Data listing
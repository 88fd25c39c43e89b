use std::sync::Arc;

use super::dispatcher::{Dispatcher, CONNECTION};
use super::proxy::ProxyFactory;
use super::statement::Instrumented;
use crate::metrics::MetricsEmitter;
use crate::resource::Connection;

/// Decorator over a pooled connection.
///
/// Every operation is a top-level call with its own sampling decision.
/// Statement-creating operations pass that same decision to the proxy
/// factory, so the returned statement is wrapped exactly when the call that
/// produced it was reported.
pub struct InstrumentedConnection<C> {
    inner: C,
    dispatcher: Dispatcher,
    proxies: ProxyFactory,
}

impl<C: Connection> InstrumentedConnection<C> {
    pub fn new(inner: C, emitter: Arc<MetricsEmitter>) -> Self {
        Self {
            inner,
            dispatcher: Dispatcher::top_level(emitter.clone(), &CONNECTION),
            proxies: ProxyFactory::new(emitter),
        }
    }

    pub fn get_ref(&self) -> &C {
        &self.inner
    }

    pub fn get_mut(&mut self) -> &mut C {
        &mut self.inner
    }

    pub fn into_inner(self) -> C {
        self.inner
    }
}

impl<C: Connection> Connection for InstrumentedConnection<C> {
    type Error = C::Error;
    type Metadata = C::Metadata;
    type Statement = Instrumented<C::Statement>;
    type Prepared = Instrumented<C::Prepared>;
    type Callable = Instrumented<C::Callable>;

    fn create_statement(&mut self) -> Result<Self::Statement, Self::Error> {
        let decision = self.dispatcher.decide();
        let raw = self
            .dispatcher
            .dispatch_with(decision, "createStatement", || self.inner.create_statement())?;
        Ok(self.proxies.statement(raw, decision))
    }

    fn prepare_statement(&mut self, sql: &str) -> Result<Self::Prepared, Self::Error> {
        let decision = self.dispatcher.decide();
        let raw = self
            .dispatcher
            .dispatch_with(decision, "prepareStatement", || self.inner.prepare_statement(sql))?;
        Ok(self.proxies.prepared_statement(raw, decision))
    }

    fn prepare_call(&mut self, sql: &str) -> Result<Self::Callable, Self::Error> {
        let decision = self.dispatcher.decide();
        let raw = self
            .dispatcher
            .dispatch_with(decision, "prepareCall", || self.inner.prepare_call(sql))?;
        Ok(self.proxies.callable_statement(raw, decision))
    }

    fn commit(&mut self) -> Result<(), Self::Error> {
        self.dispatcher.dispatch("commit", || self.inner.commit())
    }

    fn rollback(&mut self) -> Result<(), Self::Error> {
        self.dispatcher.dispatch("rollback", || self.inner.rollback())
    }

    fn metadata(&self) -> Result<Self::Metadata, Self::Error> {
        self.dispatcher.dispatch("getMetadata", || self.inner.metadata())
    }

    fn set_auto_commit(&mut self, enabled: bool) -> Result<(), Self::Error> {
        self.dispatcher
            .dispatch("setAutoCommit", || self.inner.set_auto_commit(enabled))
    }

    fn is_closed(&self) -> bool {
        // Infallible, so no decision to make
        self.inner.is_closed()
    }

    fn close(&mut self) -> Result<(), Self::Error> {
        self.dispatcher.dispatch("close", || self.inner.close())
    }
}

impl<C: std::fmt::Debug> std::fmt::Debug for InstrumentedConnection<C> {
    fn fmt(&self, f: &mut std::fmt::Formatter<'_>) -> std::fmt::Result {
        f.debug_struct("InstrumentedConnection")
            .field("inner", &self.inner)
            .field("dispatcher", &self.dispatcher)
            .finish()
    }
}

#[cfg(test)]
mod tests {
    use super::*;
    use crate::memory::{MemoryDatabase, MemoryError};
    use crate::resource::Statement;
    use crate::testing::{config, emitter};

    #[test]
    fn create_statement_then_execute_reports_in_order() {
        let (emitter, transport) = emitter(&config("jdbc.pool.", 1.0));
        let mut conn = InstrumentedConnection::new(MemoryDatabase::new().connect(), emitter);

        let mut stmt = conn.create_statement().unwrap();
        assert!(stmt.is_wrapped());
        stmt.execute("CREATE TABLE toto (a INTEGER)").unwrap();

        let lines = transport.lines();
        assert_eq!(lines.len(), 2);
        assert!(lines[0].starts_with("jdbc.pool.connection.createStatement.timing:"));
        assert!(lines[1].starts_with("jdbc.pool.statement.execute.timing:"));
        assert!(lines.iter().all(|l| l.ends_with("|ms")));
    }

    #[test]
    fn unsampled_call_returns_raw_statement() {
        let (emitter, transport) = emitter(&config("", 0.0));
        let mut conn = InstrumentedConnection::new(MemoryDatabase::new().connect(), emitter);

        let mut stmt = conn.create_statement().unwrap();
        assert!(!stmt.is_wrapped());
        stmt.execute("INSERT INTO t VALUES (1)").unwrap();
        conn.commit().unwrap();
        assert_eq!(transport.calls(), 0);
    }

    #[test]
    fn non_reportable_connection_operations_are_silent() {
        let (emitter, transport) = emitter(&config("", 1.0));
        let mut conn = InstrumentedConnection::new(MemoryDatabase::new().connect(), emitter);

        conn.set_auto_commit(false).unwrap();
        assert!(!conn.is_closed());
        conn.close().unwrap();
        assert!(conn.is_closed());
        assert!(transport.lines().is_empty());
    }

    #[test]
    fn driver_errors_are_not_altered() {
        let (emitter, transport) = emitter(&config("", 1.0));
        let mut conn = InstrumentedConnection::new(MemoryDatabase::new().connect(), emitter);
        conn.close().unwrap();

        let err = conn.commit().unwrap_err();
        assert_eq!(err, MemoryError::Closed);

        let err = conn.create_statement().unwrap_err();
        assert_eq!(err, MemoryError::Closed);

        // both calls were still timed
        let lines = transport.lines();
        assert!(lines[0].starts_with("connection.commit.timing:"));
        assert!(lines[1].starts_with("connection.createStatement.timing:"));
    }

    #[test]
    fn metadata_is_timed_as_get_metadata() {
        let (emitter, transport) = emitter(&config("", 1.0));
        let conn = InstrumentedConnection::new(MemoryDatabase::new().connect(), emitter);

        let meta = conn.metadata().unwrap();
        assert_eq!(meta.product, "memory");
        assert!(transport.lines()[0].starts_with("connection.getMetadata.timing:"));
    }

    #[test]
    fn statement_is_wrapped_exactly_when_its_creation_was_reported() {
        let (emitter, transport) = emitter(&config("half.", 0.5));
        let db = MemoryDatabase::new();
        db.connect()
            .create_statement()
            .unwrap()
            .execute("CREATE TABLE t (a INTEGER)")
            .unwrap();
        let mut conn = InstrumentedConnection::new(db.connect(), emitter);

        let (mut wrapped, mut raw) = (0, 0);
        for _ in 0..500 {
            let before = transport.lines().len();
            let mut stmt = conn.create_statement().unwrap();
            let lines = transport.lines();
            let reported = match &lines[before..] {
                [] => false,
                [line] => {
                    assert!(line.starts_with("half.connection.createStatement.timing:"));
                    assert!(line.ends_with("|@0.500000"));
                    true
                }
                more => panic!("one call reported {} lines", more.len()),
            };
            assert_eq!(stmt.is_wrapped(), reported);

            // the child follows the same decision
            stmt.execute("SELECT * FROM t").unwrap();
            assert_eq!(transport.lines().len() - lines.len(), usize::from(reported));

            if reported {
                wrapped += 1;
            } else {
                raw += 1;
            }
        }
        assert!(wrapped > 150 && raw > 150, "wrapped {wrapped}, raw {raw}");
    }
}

To do
Could you output, exactly and with nothing else, the lines from the start of the records through the line containing "own sampling decision."?

Result below
repository 88fd25c39c43e89b
use std::sync::Arc;

use super::dispatcher::{Dispatcher, CONNECTION};
use super::proxy::ProxyFactory;
use super::statement::Instrumented;
use crate::metrics::MetricsEmitter;
use crate::resource::Connection;

/// Decorator over a pooled connection.
///
/// Every operation is a top-level call with its own sampling decision.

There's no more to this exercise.